# Troybilt Storm 2840



## rjwswim (Nov 3, 2013)

Hello,
Looking to get my 2840 ready for winter and seeing a few potential issues. Hoping someone can point me in the right direction. Machine is 2 years old, minimal use, minimal maintenance. It appears to use a powermore 277cc engine.

1) Surges at idle - I ran the remainder of the tank out (gas used was treated with stabil). I plan on using perhaps 2oz seafoam/gallon and run a small amount of gas through shortly to address. Any other thoughts on the surging?
2) Silver box on the auger shaft (gearcase?) has leaked a fair amount of oil (maybe 2 half dollar sized circle). Any concerns with this? There appears to be a plastic fill plug on the top of this box, should I attempt to top this off? If so what lubricant should I use?
3) Owners manual indicates annual lubrication of the auger shaft using spray lubricant. Any thoughts on a specific lubricant that would be most appropriate?

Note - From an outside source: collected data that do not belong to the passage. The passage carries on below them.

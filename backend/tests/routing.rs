//! Route-table behaviour: the index, unknown paths, and unsupported methods.

use actix_web::body::MessageBody;
use actix_web::dev::{Service, ServiceResponse};
use actix_web::http::StatusCode;
use actix_web::{test, web, App};
use rstest::rstest;
use serde_json::Value;

use backend::inbound::http::configure;
use backend::test_support::seeded_state;
use backend::Trace;

async fn seeded_app() -> impl Service<
    actix_http::Request,
    Response = ServiceResponse<impl MessageBody>,
    Error = actix_web::Error,
> {
    test::init_service(
        App::new()
            .wrap(Trace)
            .app_data(web::Data::new(seeded_state()))
            .configure(configure),
    )
    .await
}

#[actix_web::test]
async fn index_lists_the_served_endpoints() {
    let app = seeded_app().await;
    let req = test::TestRequest::get().uri("/api").to_request();
    let res = test::call_service(&app, req).await;
    assert_eq!(res.status(), StatusCode::OK);
    let body: Value = test::read_body_json(res).await;
    let endpoints = body["endpoints"].as_object().expect("endpoints object");
    assert!(endpoints.contains_key("GET /api/articles"));
    assert!(endpoints.contains_key("DELETE /api/comments/:comment_id"));
}

#[rstest]
#[case::top_level("/not-a-route")]
#[case::under_api("/api/not-a-route")]
#[case::nested("/api/articles/1/authors")]
#[actix_web::test]
async fn unknown_paths_get_the_route_miss_body(#[case] path: &str) {
    let app = seeded_app().await;
    let req = test::TestRequest::get().uri(path).to_request();
    let res = test::call_service(&app, req).await;
    assert_eq!(res.status(), StatusCode::NOT_FOUND);
    let body: Value = test::read_body_json(res).await;
    assert_eq!(body["status"], 404);
    assert_eq!(body["msg"], "This route does not exist");
}

#[rstest]
#[case::index("/api", test::TestRequest::post())]
#[case::topics("/api/topics", test::TestRequest::put())]
#[case::topics_delete("/api/topics", test::TestRequest::delete())]
#[case::users("/api/users/paper_crane", test::TestRequest::patch())]
#[case::articles("/api/articles", test::TestRequest::post())]
#[case::article("/api/articles/1", test::TestRequest::delete())]
#[case::article_comments("/api/articles/1/comments", test::TestRequest::patch())]
#[case::comment("/api/comments/1", test::TestRequest::get())]
#[actix_web::test]
async fn unsupported_methods_get_the_uniform_405(
    #[case] path: &str,
    #[case] request: test::TestRequest,
) {
    let app = seeded_app().await;
    let req = request.uri(path).to_request();
    let res = test::call_service(&app, req).await;
    assert_eq!(res.status(), StatusCode::METHOD_NOT_ALLOWED);
    let body: Value = test::read_body_json(res).await;
    assert_eq!(body["status"], 405);
    assert_eq!(body["msg"], "Method not allowed");
}

#[actix_web::test]
async fn responses_carry_a_trace_id_header() {
    let app = seeded_app().await;
    let req = test::TestRequest::get().uri("/api/topics").to_request();
    let res = test::call_service(&app, req).await;
    assert!(res.headers().contains_key("trace-id"));
}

I have lubricated the hex drive rod and I plan on changing the oil. Anything else I should plan on doing? Little mechanical experience but I dont mind putting some time into it. I have the operators manual, does anyone know if there are more detailed service manuals available? 

Thanks,
RJ


----------



## Blue Hill (Mar 31, 2013)

Welcome to the forum rjwswim! 
I'm no expert and there's lots of folks on here that are smarter than me, but 2 years old and minimal use says bad gas to me. I think the Seafoam idea is a real good place to start. If you have to get more serious, I would start with YouTube. Look for Donnyboy73's channel. There isn't much that you can do to a snowblower that he hasn't made a step by step video about.
Two years old and minimal use with a leaking gearbox would certainly have me concerned. Two half dollar size spots doesn't add up to a lot of oil, but a leak doesn't usually fix itself, or start leaking less.  It probably hasn't leaked enough yet to top it up, but you should check it. Your owners manual should tell you what the level should be and how to check it. Troybilt appears to have a decent customer support system Lawn Care Products: Lawn Care Equipment from Troy-Bilt®
You can look here at faq's and download service manuals etc. You can also ask specific questions. I've done this on the Ariens site and had a good experience with any questions that I've asked.
Finally, it's pretty important to get lubricant between the auger shaft ant the auger tube to avoid rust in this area. If the tube seizes to the shaft, your shear bolts won't do what they are supposed to do when you get a shock load and the force can take out your gearbox. Look for grease nipples on the auger tube so that you can squirt a few shots of grease in there. Any good quality grease, like you would use to grease your car will do.
Hope this helps
Larry


----------



## Shryp (Jan 1, 2011)

I don't think Troy-Bilt/MTD uses grease zerks on the augers. On the bright side, their augers are so flimsy and loose that they don't really need them. Also the new ones uses like 2 or 3 separate augers on each side with plastic bushings between them instead of one large sturdy auger so even less likely to rust up.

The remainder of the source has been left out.